Diálogo Global / Diálogo País / Top News / 13/05/2019

SOMOSMASS99

 

ÚLTIMO PISO

Gwenn-Aëlle Folange Téry*

Lunes 13 de mayo de 2019

 

“Entonces, te das cuenta de que de eso se trata el amor, de lecciones, de libertad, de aprender y enseñar. De eso se trata, de coincidir con gente que te haga ver cosas que tú no ves, que te enseñe a mirar con otros ojos”.

– Mario Benedetti.

 

3300 personas.

Sentadas.

Auditorio de Rennes: Le Liberté, el Libertad.

Nombre del evento: TEDxRennes

Al frente, en el escenario, 2 presentadores, o 3, no me queda claro y 13 participantes.

Vienen cada uno a contar su idea para lograr un mundo mejor.

O por lo menos eso entiendo yo.

 

Y caray… Me llevaron a las estrellas ida vuelta y muchos viajes más.
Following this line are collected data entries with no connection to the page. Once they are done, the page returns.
use std::path::PathBuf;
use std::process;

use clap::{Parser, Subcommand};
use console::Style;
use tracing::Level;
use tracing_subscriber::FmtSubscriber;

use pymut::error::Error;
use pymut::run::{self, Config};
use pymut::{cache, ops, report};

#[derive(Parser)]
#[command(name = "pymut", version, about = "Python mutation testing via bytecode-cache swapping")]
struct Cli {
    /// Turn on DEBUG level diagnostic output
    #[arg(long, global = true)]
    debug: bool,

    #[command(subcommand)]
    command: Commands,
}

#[derive(Subcommand)]
enum Commands {
    /// Run mutation trials against a source location
    Run {
        /// Source file or package directory to mutate
        #[arg(default_value = ".")]
        src: PathBuf,
        /// Test command to run against each mutant
        #[arg(short, long, default_value = "pytest")]
        testcmds: String,
        /// Number of locations to sample for mutation
        #[arg(short, long, default_value_t = 10)]
        nlocations: usize,
        /// Running mode: f full, s break-on-survival, d break-on-detected,
        /// sd both
        #[arg(short, long, default_value = "s")]
        mode: String,
        /// Random seed for reproducible sampling
        #[arg(long)]
        seed: Option<u64>,
        /// Files to exclude from the folder scan (repeatable)
        #[arg(short, long)]
        exclude: Vec<PathBuf>,
        /// Category codes to allow (repeatable, see `pymut categories`)
        #[arg(short, long)]
        whitelist: Vec<String>,
        /// Category codes to deny (repeatable)
        #[arg(short, long)]
        blacklist: Vec<String>,
        /// Skip the coverage-based sample restriction
        #[arg(long)]
        ignore_coverage: bool,
        /// Coverage JSON document to restrict the sample space
        #[arg(long)]
        coverage_file: Option<PathBuf>,
        /// Max seconds a single trial may run before being killed
        #[arg(long, default_value_t = 10.0)]
        timeout: f64,
        /// Dispatch sites across a worker pool
        #[arg(long)]
        parallel: bool,
        /// Write the text report to this location
        #[arg(short, long)]
        output: Option<PathBuf>,
        /// Print the JSON report to stdout instead of the text summary
        #[arg(long)]
        json: bool,
        /// Exit non-zero when surviving mutants reach this count
        #[arg(short = 'x', long)]
        exception: Option<usize>,
    },
    /// List the mutation targets found in a source location
    Scan {
        /// Source file or package directory to scan
        #[arg(default_value = ".")]
        src: PathBuf,
        /// Category codes to allow (repeatable)
        #[arg(short, long)]
        whitelist: Vec<String>,
        /// Category codes to deny (repeatable)
        #[arg(short, long)]
        blacklist: Vec<String>,
        /// Output JSON
        #[arg(long)]
        json: bool,
    },
    /// Show the supported mutation categories and operations
    Categories,
}

fn main() {
    let cli = Cli::parse();

    FmtSubscriber::builder()
        .with_max_level(if cli.debug { Level::DEBUG } else { Level::INFO })
        .with_target(false)
        .with_writer(std::io::stderr)
        .init();

    let exit_code = match cli.command {
        Commands::Run {
            src,
            testcmds,
            nlocations,
            mode,
            seed,
            exclude,
            whitelist,
            blacklist,
            ignore_coverage,
            coverage_file,
            timeout,
            parallel,
            output,
            json,
            exception,
        } => cmd_run(RunArgs {
            src,
            testcmds,
            nlocations,
            mode,
            seed,
            exclude,
            whitelist,
            blacklist,
            ignore_coverage,
            coverage_file,
            timeout,
            parallel,
            output,
            json,
            exception,
            show_output: cli.debug,
        }),
        Commands::Scan {
            src,
            whitelist,
            blacklist,
            json,
        } => cmd_scan(src, whitelist, blacklist, json),
        Commands::Categories => cmd_categories(),
    };

    process::exit(exit_code);
}

struct RunArgs {
    src: PathBuf,
    testcmds: String,
    nlocations: usize,
    mode: String,
    seed: Option<u64>,
    exclude: Vec<PathBuf>,
    whitelist: Vec<String>,
    blacklist: Vec<String>,
    ignore_coverage: bool,
    coverage_file: Option<PathBuf>,
    timeout: f64,
    parallel: bool,
    output: Option<PathBuf>,
    json: bool,
    exception: Option<usize>,
    show_output: bool,
}

/// Translation of the `-m` running mode into break-on flag combinations.
struct RunMode {
    mode: String,
}

impl RunMode {
    fn new(mode: &str) -> Result<Self, Error> {
        if !["f", "s", "d", "sd"].contains(&mode) {
            return Err(Error::Configuration(format!(
                "invalid mode '{mode}', choose one of: f, s, d, sd"
            )));
        }
        Ok(RunMode {
            mode: mode.to_string(),
        })
    }

    fn break_on_survival(&self) -> bool {
        matches!(self.mode.as_str(), "s" | "sd")
    }

    fn break_on_detection(&self) -> bool {
        matches!(self.mode.as_str(), "d" | "sd")
    }
}

/// Combine whitelist and blacklist codes into the effective allow set.
/// An empty result means no category restriction.
fn selected_categories(whitelist: &[String], blacklist: &[String]) -> Vec<String> {
    let base: Vec<String> = if whitelist.is_empty() {
        if blacklist.is_empty() {
            return Vec::new();
        }
        ops::valid_codes().into_iter().map(String::from).collect()
    } else {
        whitelist.to_vec()
    };

    base.into_iter()
        .filter(|code| !blacklist.contains(code))
        .collect()
}

fn print_error(msg: &str) {
    let style = Style::new().red().bold();
    eprintln!("{} {}", style.apply_to("✗"), msg);
}

fn exit_code_for(error: &Error) -> i32 {
    match error {
        Error::Configuration(_) | Error::MutationRejected { .. } | Error::UnknownTarget(_) => 2,
        _ => 3,
    }
}

fn cmd_run(args: RunArgs) -> i32 {
    let run_mode = match RunMode::new(&args.mode) {
        Ok(m) => m,
        Err(e) => {
            print_error(&e.to_string());
            return 2;
        }
    };

    if let Err(e) = cache::check_cache_invalidation_mode() {
        print_error(&e.to_string());
        return 2;
    }

    let test_cmds: Vec<String> = args.testcmds.split_whitespace().map(String::from).collect();

    let config = Config {
        n_locations: args.nlocations,
        exclude_files: args.exclude,
        filter_codes: selected_categories(&args.whitelist, &args.blacklist),
        random_seed: args.seed,
        break_on_survival: run_mode.break_on_survival(),
        break_on_detected: run_mode.break_on_detection(),
        break_on_error: false,
        break_on_unknown: false,
        break_on_timeout: false,
        ignore_coverage: args.ignore_coverage,
        coverage_file: args.coverage_file,
        max_runtime: std::time::Duration::from_secs_f64(args.timeout.max(0.0)),
        multi_processing: args.parallel,
        show_output: args.show_output,
    };

    // Baseline: the suite must pass unmutated or every result is noise
    if let Err(e) = run::clean_trial(&args.src, &test_cmds) {
        print_error(&e.to_string());
        return exit_code_for(&e);
    }

    let summary = match run::run_mutation_trials(&args.src, &test_cmds, &config) {
        Ok(summary) => summary,
        Err(e) => {
            print_error(&e.to_string());
            return exit_code_for(&e);
        }
    };

    // Trailing clean trial restores a pristine cache for the working tree
    if let Err(e) = run::clean_trial(&args.src, &test_cmds) {
        print_error(&e.to_string());
        return exit_code_for(&e);
    }

    let (text_report, display) = report::analyze_mutant_trials(&summary.results);

    if args.json {
        match serde_json::to_string(&report::json_report(&summary)) {
            Ok(json) => println!("{json}"),
            Err(e) => {
                print_error(&format!("could not serialize report: {e}"));
                return 3;
            }
        }
    } else {
        println!("{}", display.summary);
        println!(
            " - Locations mutated / identified: {} / {}",
            summary.n_locs_mutated, summary.n_locs_identified
        );
        println!(
            " - Total runtime: {:.2}s",
            summary.total_runtime.as_secs_f64()
        );
        if !display.survived.is_empty() {
            println!("{}", display.survived);
        }
        if !display.detected.is_empty() {
            println!("{}", display.detected);
        }
    }

    if let Some(location) = &args.output {
        if let Err(e) = report::write_report(&text_report, location) {
            print_error(&e.to_string());
            return 3;
        }
    }

    if let Some(tolerance) = args.exception {
        let surviving = report::surviving_count(&summary.results);
        if tolerance > 0 && surviving >= tolerance {
            print_error(&format!(
                "surviving mutation count {surviving} is at or above the tolerance {tolerance}"
            ));
            return 1;
        }
    }

    0
}

fn cmd_scan(src: PathBuf, whitelist: Vec<String>, blacklist: Vec<String>, json: bool) -> i32 {
    let config = Config {
        filter_codes: selected_categories(&whitelist, &blacklist),
        ..Config::default()
    };

    let mut group = match run::get_genome_group(&src, &config) {
        Ok(group) => group,
        Err(e) => {
            print_error(&e.to_string());
            return exit_code_for(&e);
        }
    };

    #[derive(serde::Serialize)]
    struct ScannedFile {
        src_file: PathBuf,
        targets: Vec<pymut::LocIndex>,
    }

    let mut scanned = Vec::new();
    for (path, genome) in group.iter_mut() {
        let targets = match genome.targets() {
            Ok(targets) => targets,
            Err(Error::Parse { .. }) => continue,
            Err(e) => {
                print_error(&e.to_string());
                return exit_code_for(&e);
            }
        };
        scanned.push(ScannedFile {
            src_file: path.clone(),
            targets: targets.into_iter().collect(),
        });
    }

    if json {
        match serde_json::to_string(&scanned) {
            Ok(json) => println!("{json}"),
            Err(e) => {
                print_error(&format!("could not serialize scan: {e}"));
                return 3;
            }
        }
        return 0;
    }

    let file_style = Style::new().cyan().bold();
    let dim = Style::new().dim();
    for file in &scanned {
        println!(
            "{} {}",
            file_style.apply_to(file.src_file.display()),
            dim.apply_to(format!("({} targets)", file.targets.len())),
        );
        for target in &file.targets {
            println!(
                "  (l: {}, c: {}) {} {}",
                target.lineno,
                target.col_offset,
                target.op_type,
                dim.apply_to(format!("[{}]", target.ast_class)),
            );
        }
    }

    0
}

fn cmd_categories() -> i32 {
    let code_style = Style::new().cyan().bold();
    println!("Mutation categories and operations:\n");
    for group in ops::OP_GROUPS {
        println!(
            "  {} {} - {}",
            code_style.apply_to(format!("[{}]", group.category)),
            group.name,
            group.desc,
        );
        let operations: Vec<String> = group.operations.iter().map(|op| op.to_string()).collect();
        println!("       operations: {}", operations.join(", "));
    }
    0
}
Primero el concepto, que entre todos sí podemos. Que compartiendo sí podemos. Y que escuchándonos los unos a los otros,- sin necesidad de amarnos-, pues más todavía.
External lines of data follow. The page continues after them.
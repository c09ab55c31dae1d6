use std::path::PathBuf;

use thiserror::Error;

use crate::ops::MutationOp;

/// Crate-wide error type.
///
/// Trial outcomes (survived/detected/error/timeout/unknown) are never
/// errors; only failures of the engine itself surface here.
#[derive(Debug, Error)]
pub enum Error {
    /// Invalid run configuration: bad sample size, unknown category codes,
    /// unsupported cache invalidation environment. Fatal, no retry.
    #[error("invalid configuration: {0}")]
    Configuration(String),

    /// A single source file failed to parse. The file is skipped and the
    /// run continues with the remaining files.
    #[error("failed to parse {}: {detail}", .file.display())]
    Parse { file: PathBuf, detail: String },

    /// The requested mutation is not a valid substitute for the target
    /// site's category. Programmer error at the call site.
    #[error("{mutation} is not a member of the valid substitutes for category '{category}'")]
    MutationRejected { mutation: MutationOp, category: String },

    /// The location index is not among the genome's targets.
    #[error("unknown mutation target: {0}")]
    UnknownTarget(String),

    /// The test suite failed with zero mutations applied; mutant trials
    /// would be meaningless.
    #[error("baseline trial failed, mutant results would be meaningless: {0}")]
    Baseline(String),

    /// The coverage file does not exist. Callers may fall back to the
    /// unrestricted sample space.
    #[error("coverage file does not exist: {}", .0.display())]
    CoverageMissing(PathBuf),

    /// The coverage file exists but could not be understood.
    #[error("coverage data: {0}")]
    Coverage(String),

    /// Probing or invoking the host Python interpreter failed.
    #[error("python interpreter: {0}")]
    Interpreter(String),

    /// The bytecode cache path is unusable (symlink, irregular file).
    #[error("artifact cache: {0}")]
    Cache(String),

    /// The external test command could not be launched at all.
    #[error("test command: {0}")]
    Command(String),

    #[error(transparent)]
    Io(#[from] std::io::Error),
}

pub type Result<T> = std::result::Result<T, Error>;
¿Podemos qué? Cambiar al mundo.

¿En qué? En lo que se te ocurra, justamente. Ecología, economía, convivencia, nutrición, relaciones, aceptación, conocimiento de lo Otro, del Otro…

Las ideas de esa noche tendieron a ser sobre ecología, pero no nada más. Tendieron a ser sobre la facultad que tenemos para escoger pero no nada más. Sobre lo que dice el Principito, pero no nada más. Sobre etiquetas, letras, importancias, chanclas, fotos, basureros, gusanos, bancos, ropa, dos veces, plásticos, inmigrados, barcos, música, voces, Voces, VOCES.
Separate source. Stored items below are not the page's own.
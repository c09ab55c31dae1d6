//! Catalog of interchangeable mutation operations.
//!
//! Every mutable operator or value the indexer knows about is one variant
//! of [`MutationOp`]. Variants are grouped into [`OpGroup`]s of mutually
//! substitutable operations, each tagged with a two-letter category code.
//! The catalog is a process-wide constant, built once and never mutated.

use std::collections::BTreeSet;
use std::fmt;

use serde::Serialize;

/// One mutable operator or value variant.
#[derive(Debug, Clone, Copy, PartialEq, Eq, Hash, PartialOrd, Ord, Serialize)]
pub enum MutationOp {
    // Arithmetic binary operators
    Add,
    Sub,
    Mult,
    Div,
    FloorDiv,
    Mod,
    Pow,
    // Bitwise comparison operators
    BitAnd,
    BitOr,
    BitXor,
    // Bitwise shift operators
    LShift,
    RShift,
    // Boolean connectives
    And,
    Or,
    // Ordering and equality comparisons
    Eq,
    NotEq,
    Lt,
    LtE,
    Gt,
    GtE,
    // Identity comparisons
    Is,
    IsNot,
    // Membership comparisons
    In,
    NotIn,
    // Augmented assignment, tagged separately from the plain binary
    // operators because the two spaces overlap
    AugAdd,
    AugSub,
    AugMult,
    AugDiv,
    // Named constant literals
    ConstTrue,
    ConstFalse,
    ConstNone,
    // Conditional-branch tests; IfStatement is the default bucket for any
    // non-literal test and is never itself a substitution target
    IfTrue,
    IfFalse,
    IfStatement,
    // Numeric subscript indices bucketed by sign
    IndexPos,
    IndexZero,
    IndexNeg,
    // Half-bounded slice swaps
    SliceUnboundUpper,
    SliceUnboundLower,
    SliceUnbounded,
    // Slice range narrowing, self-referential: the substitute for the op
    // is the op itself, the transform moves the bound one step toward zero
    SliceUPosToZero,
    SliceUNegToZero,
}

impl MutationOp {
    /// Python source token for operators that substitute as a plain token
    /// swap. Structural variants (slices) rebuild their node text instead
    /// and return `None`.
    pub fn token(&self) -> Option<&'static str> {
        use MutationOp::*;
        Some(match self {
            Add => "+",
            Sub => "-",
            Mult => "*",
            Div => "/",
            FloorDiv => "//",
            Mod => "%",
            Pow => "**",
            BitAnd => "&",
            BitOr => "|",
            BitXor => "^",
            LShift => "<<",
            RShift => ">>",
            And => "and",
            Or => "or",
            Eq => "==",
            NotEq => "!=",
            Lt => "<",
            LtE => "<=",
            Gt => ">",
            GtE => ">=",
            Is => "is",
            IsNot => "is not",
            In => "in",
            NotIn => "not in",
            AugAdd => "+=",
            AugSub => "-=",
            AugMult => "*=",
            AugDiv => "/=",
            ConstTrue | IfTrue => "True",
            ConstFalse | IfFalse => "False",
            ConstNone => "None",
            IndexPos => "1",
            IndexZero => "0",
            IndexNeg => "-1",
            IfStatement | SliceUnboundUpper | SliceUnboundLower | SliceUnbounded
            | SliceUPosToZero | SliceUNegToZero => return None,
        })
    }
}

impl fmt::Display for MutationOp {
    fn fmt(&self, f: &mut fmt::Formatter<'_>) -> fmt::Result {
        use MutationOp::*;
        let name = match self {
            Add => "Add",
            Sub => "Sub",
            Mult => "Mult",
            Div => "Div",
            FloorDiv => "FloorDiv",
            Mod => "Mod",
            Pow => "Pow",
            BitAnd => "BitAnd",
            BitOr => "BitOr",
            BitXor => "BitXor",
            LShift => "LShift",
            RShift => "RShift",
            And => "And",
            Or => "Or",
            Eq => "Eq",
            NotEq => "NotEq",
            Lt => "Lt",
            LtE => "LtE",
            Gt => "Gt",
            GtE => "GtE",
            Is => "Is",
            IsNot => "IsNot",
            In => "In",
            NotIn => "NotIn",
            AugAdd => "AugAssign_Add",
            AugSub => "AugAssign_Sub",
            AugMult => "AugAssign_Mult",
            AugDiv => "AugAssign_Div",
            ConstTrue => "True",
            ConstFalse => "False",
            ConstNone => "None",
            IfTrue => "If_True",
            IfFalse => "If_False",
            IfStatement => "If_Statement",
            IndexPos => "Index_NumPos",
            IndexZero => "Index_NumZero",
            IndexNeg => "Index_NumNeg",
            SliceUnboundUpper => "Slice_UnboundUpper",
            SliceUnboundLower => "Slice_UnboundLower",
            SliceUnbounded => "Slice_Unbounded",
            SliceUPosToZero => "Slice_UPosToZero",
            SliceUNegToZero => "Slice_UNegToZero",
        };
        f.write_str(name)
    }
}

/// A named set of mutually substitutable operations with its category code.
#[derive(Debug, Clone, Copy)]
pub struct OpGroup {
    pub name: &'static str,
    pub desc: &'static str,
    pub category: &'static str,
    pub operations: &'static [MutationOp],
}

/// Node-class tag to two-letter category code.
pub const CATEGORIES: &[(&str, &str)] = &[
    ("AugAssign", "aa"),
    ("BinOp", "bn"),
    ("BinOpBC", "bc"),
    ("BinOpBS", "bs"),
    ("BoolOp", "bl"),
    ("Compare", "cp"),
    ("CompareIn", "cn"),
    ("CompareIs", "cs"),
    ("If", "if"),
    ("Index", "ix"),
    ("NameConstant", "nc"),
    ("SliceUS", "su"),
    ("SliceRC", "sr"),
];

/// All operation sets that are sensible substitutes for each other.
pub const OP_GROUPS: &[OpGroup] = &[
    OpGroup {
        name: "AugAssign",
        desc: "Augmented assignment e.g. += -= /= *=",
        category: "aa",
        operations: &[
            MutationOp::AugAdd,
            MutationOp::AugSub,
            MutationOp::AugMult,
            MutationOp::AugDiv,
        ],
    },
    OpGroup {
        name: "BinOp",
        desc: "Binary operations e.g. + - * / %",
        category: "bn",
        operations: &[
            MutationOp::Add,
            MutationOp::Sub,
            MutationOp::Div,
            MutationOp::Mult,
            MutationOp::Pow,
            MutationOp::Mod,
            MutationOp::FloorDiv,
        ],
    },
    OpGroup {
        name: "BinOp Bit Comparison",
        desc: "Bitwise comparison operations e.g. x & y, x | y, x ^ y",
        category: "bc",
        operations: &[MutationOp::BitAnd, MutationOp::BitOr, MutationOp::BitXor],
    },
    OpGroup {
        name: "BinOp Bit Shifts",
        desc: "Bitwise shift operations e.g. << >>",
        category: "bs",
        operations: &[MutationOp::LShift, MutationOp::RShift],
    },
    OpGroup {
        name: "BoolOp",
        desc: "Boolean operations e.g. and or",
        category: "bl",
        operations: &[MutationOp::And, MutationOp::Or],
    },
    OpGroup {
        name: "Compare",
        desc: "Comparison operations e.g. == >= <= > <",
        category: "cp",
        operations: &[
            MutationOp::Eq,
            MutationOp::NotEq,
            MutationOp::Lt,
            MutationOp::LtE,
            MutationOp::Gt,
            MutationOp::GtE,
        ],
    },
    OpGroup {
        name: "Compare In",
        desc: "Compare membership e.g. in, not in",
        category: "cn",
        operations: &[MutationOp::In, MutationOp::NotIn],
    },
    OpGroup {
        name: "Compare Is",
        desc: "Compare identity e.g. is, is not",
        category: "cs",
        operations: &[MutationOp::Is, MutationOp::IsNot],
    },
    OpGroup {
        name: "If",
        desc: "If statement tests e.g. original statement, True, False",
        category: "if",
        operations: &[
            MutationOp::IfTrue,
            MutationOp::IfFalse,
            MutationOp::IfStatement,
        ],
    },
    OpGroup {
        name: "Index",
        desc: "Index values for iterables e.g. i[-1], i[0], i[0][1]",
        category: "ix",
        operations: &[
            MutationOp::IndexPos,
            MutationOp::IndexZero,
            MutationOp::IndexNeg,
        ],
    },
    OpGroup {
        name: "NameConstant",
        desc: "Named constant mutations e.g. True, False, None",
        category: "nc",
        operations: &[
            MutationOp::ConstTrue,
            MutationOp::ConstFalse,
            MutationOp::ConstNone,
        ],
    },
    OpGroup {
        name: "Slice Unbounded Swap",
        desc: "Slice mutations to swap lower/upper values, x[2:] (unbound upper) \
               to x[:2] (unbound lower). Steps are not changed.",
        category: "su",
        operations: &[
            MutationOp::SliceUnboundUpper,
            MutationOp::SliceUnboundLower,
            MutationOp::SliceUnbounded,
        ],
    },
    OpGroup {
        name: "Slice Range Change",
        desc: "Slice range changes e.g. x[1:5] to x[1:4].",
        category: "sr",
        operations: &[MutationOp::SliceUPosToZero, MutationOp::SliceUNegToZero],
    },
];

/// Two-letter category code for a location-index node class.
pub fn category_code(ast_class: &str) -> Option<&'static str> {
    CATEGORIES
        .iter()
        .find(|(class, _)| *class == ast_class)
        .map(|(_, code)| *code)
}

/// True when `code` is a known two-letter category code.
pub fn is_valid_code(code: &str) -> bool {
    CATEGORIES.iter().any(|(_, c)| *c == code)
}

/// All known two-letter category codes.
pub fn valid_codes() -> BTreeSet<&'static str> {
    CATEGORIES.iter().map(|(_, c)| *c).collect()
}

/// The set of operations `target_op` may be mutated into.
///
/// The target's own operation is excluded, with two special policies:
/// the slice range-change operations are self-referential (applying the
/// narrowing transform is the mutation, so the op maps to itself), and
/// the generic `If_Statement` bucket is stripped because it is a default
/// classification, never a substitution target.
pub fn substitutes_for(target_op: MutationOp) -> BTreeSet<MutationOp> {
    let mut subs = BTreeSet::new();

    for group in OP_GROUPS {
        if !group.operations.contains(&target_op) {
            continue;
        }
        subs.extend(group.operations.iter().copied());
        subs.remove(&target_op);

        if matches!(
            target_op,
            MutationOp::SliceUPosToZero | MutationOp::SliceUNegToZero
        ) {
            subs.clear();
            subs.insert(target_op);
        }

        subs.remove(&MutationOp::IfStatement);
        break;
    }

    subs
}

#[cfg(test)]
mod tests {
    use super::*;

    #[test]
    fn every_variant_in_exactly_one_group() {
        let mut seen = BTreeSet::new();
        for group in OP_GROUPS {
            for op in group.operations {
                assert!(seen.insert(*op), "{op} appears in more than one group");
            }
        }
    }

    #[test]
    fn category_codes_are_unique() {
        let codes: BTreeSet<_> = CATEGORIES.iter().map(|(_, c)| c).collect();
        assert_eq!(codes.len(), CATEGORIES.len());
    }

    #[test]
    fn group_categories_are_known_codes() {
        for group in OP_GROUPS {
            assert!(is_valid_code(group.category), "{}", group.category);
        }
    }
}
Voces que me hablaron al oído, y que hablaron al oído de mi vecina, y de la señora de adelante y de los chavos de más atrás.

Voces que nos impulsaban, me impulsan todavía, a ponerme de pie y a “hacer algo”.

Que me hacen comprender sobre todo que no, no estamos solos cuando hacemos nuestra labor de hormiguita.

 

Te paso unas de las ideas que escuché, al costo. Que es nada. Que porque a mí no me costó nada, que porque me invitó una amiga, la número 5 en participar. La que nació un 5 de algún mes, y a la que conocí el día de su cumpleaños 5, hace algo así como 48 años.

 

Tu ropa

Compra tu ropa como compras tu comida, checa ingredientes y origen, también para eso son las etiquetas. Prefiere las fibras naturales, algodón, lino, cáñamo. A cada vez que lavas tu ropita llena de encajes de acrílico, tu playera del gim o la chamarra de osito de tu hijo, liberas micropartículas de plástico que se van por el caño, directo al mar. Ya si no hay de otra, que porque la miss dice que el uniforme es así y tan tan, pues no lo laves tan seguido. La ropa es como los platos, se lava cuando está sucia, -manchada, apestosa-, no nada más porque ya se usó, igual que el piso, se trapea cuando está sucio. No nada más porque ya amaneció.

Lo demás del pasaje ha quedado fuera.